Dragon Rapide (1986)


A día de hoy, ya no me sorprende, pero la condicional “si no lo veo, no lo creo” da una idea de lo que pensé el siglo pasado cuando vi por primera vez a Juan Diego y a Franco siendo uno. A priori, era un personaje imposible para el actor andaluz, al menos eso pensé, pero es ahí donde una vez más desvelaba su talento, al lograr encontrar al personaje (era el primer actor español que interpretaba a Franco) más allá del físico que no comparten y de ideologías que se sitúan en las antípodas. Visto el resultado de su interpretación en Dragon Rapide (1986), no pude más que decirme que el actor dio en el clavo, que era de lo mejor de la reconstrucción pretendida por Jaime Camino en el cincuenta aniversario del golpe militar que puso fin a la Segunda República, y aún ahora pienso que clava su personaje. ¿Cómo lo hizo?
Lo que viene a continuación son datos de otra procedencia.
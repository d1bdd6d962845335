use crate::config::{InputConfig, PackerConfig};
use crate::model::Layout;
use serde::{Deserialize, Serialize};
use serde_json::{Value, json};

/// Layout-level metadata carried alongside exported placements.
#[derive(Debug, Clone, Serialize, Deserialize)]
pub struct Meta {
    /// Schema version for the JSON layout format; current: "1".
    pub schema_version: String,
    pub app: String,
    pub version: String,
    pub sort_order: String,
    pub scale: f64,
    pub scale_factor: f64,
    pub orient_tall: bool,
}

impl Meta {
    pub fn new(packer: &PackerConfig, input: &InputConfig) -> Self {
        Self {
            schema_version: "1".into(),
            app: "growpack".into(),
            version: env!("CARGO_PKG_VERSION").into(),
            sort_order: packer.sort_order.as_str().into(),
            scale: input.scale,
            scale_factor: input.scale_factor,
            orient_tall: input.orient_tall,
        }
    }
}

/// Serialize a layout as `{ canvas, frames, unplaced, meta }`.
///
/// Frames keep packing order; each carries its label, origin and size.
pub fn to_json<K: ToString>(layout: &Layout<K>, meta: &Meta) -> Value {
    let frames: Vec<Value> = layout
        .frames
        .iter()
        .map(|fr| {
            json!({
                "label": fr.label.to_string(),
                "x": fr.frame.x,
                "y": fr.frame.y,
                "w": fr.frame.w,
                "h": fr.frame.h,
            })
        })
        .collect();
    let unplaced: Vec<Value> = layout
        .unplaced
        .iter()
        .map(|b| json!({"label": b.label.to_string(), "w": b.w, "h": b.h}))
        .collect();
    json!({
        "canvas": {"w": layout.width, "h": layout.height},
        "frames": frames,
        "unplaced": unplaced,
        "meta": meta,
    })
}

/// Packing statistics as a flat JSON object.
pub fn stats_to_json<K>(layout: &Layout<K>) -> Value {
    let s = layout.stats();
    json!({
        "blocks": s.num_blocks,
        "placed": s.num_placed,
        "unplaced": s.num_unplaced,
        "canvas": {"w": s.canvas_width, "h": s.canvas_height},
        "canvas_area": s.canvas_area,
        "used_area": s.used_area,
        "occupancy": s.occupancy,
        "growth_events": s.growth_events,
    })
}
Entonces no supe cómo, no tenía argumentos para dar una respuesta. Años después, en el monográfico que le dedicó el Festival de Cine de Ourense, leí una declaración del propio actor que me orientaba hacia una posible: <<Era una oportunidad de venganza con las armas del conocimiento y de la cultura y yo creo que era uno de los actores llamado a ello. Leí toda la bibliografía. Estuve a la búsqueda de su voz, me di cuenta de que su acento no era gallego, era maño. Le había quedado de su etapa en Zaragoza. Eso fue lo primero que descubrí. Y después, curiosamente, un día me levanté de la mesa, sin tomar el postre. También fui al colegio donde estudiaba, donde tenía que cantar el “Cara al sol” antes de entrar. Y recuerdo la mirada del niño Juanito mirando el retrato de aquel hombre que no le decía nada. Y busqué la historia de Franco de niño, de cuando le llamaban “el cerillita”. Busqué el ser humano que había detrás, el que sustenta a Franco, que luego se convierte en una hiena. Y decidí que lo iba a hacer. Llamé a Camino y lo hice. Lo empecé a buscar desde la infancia.>> (1)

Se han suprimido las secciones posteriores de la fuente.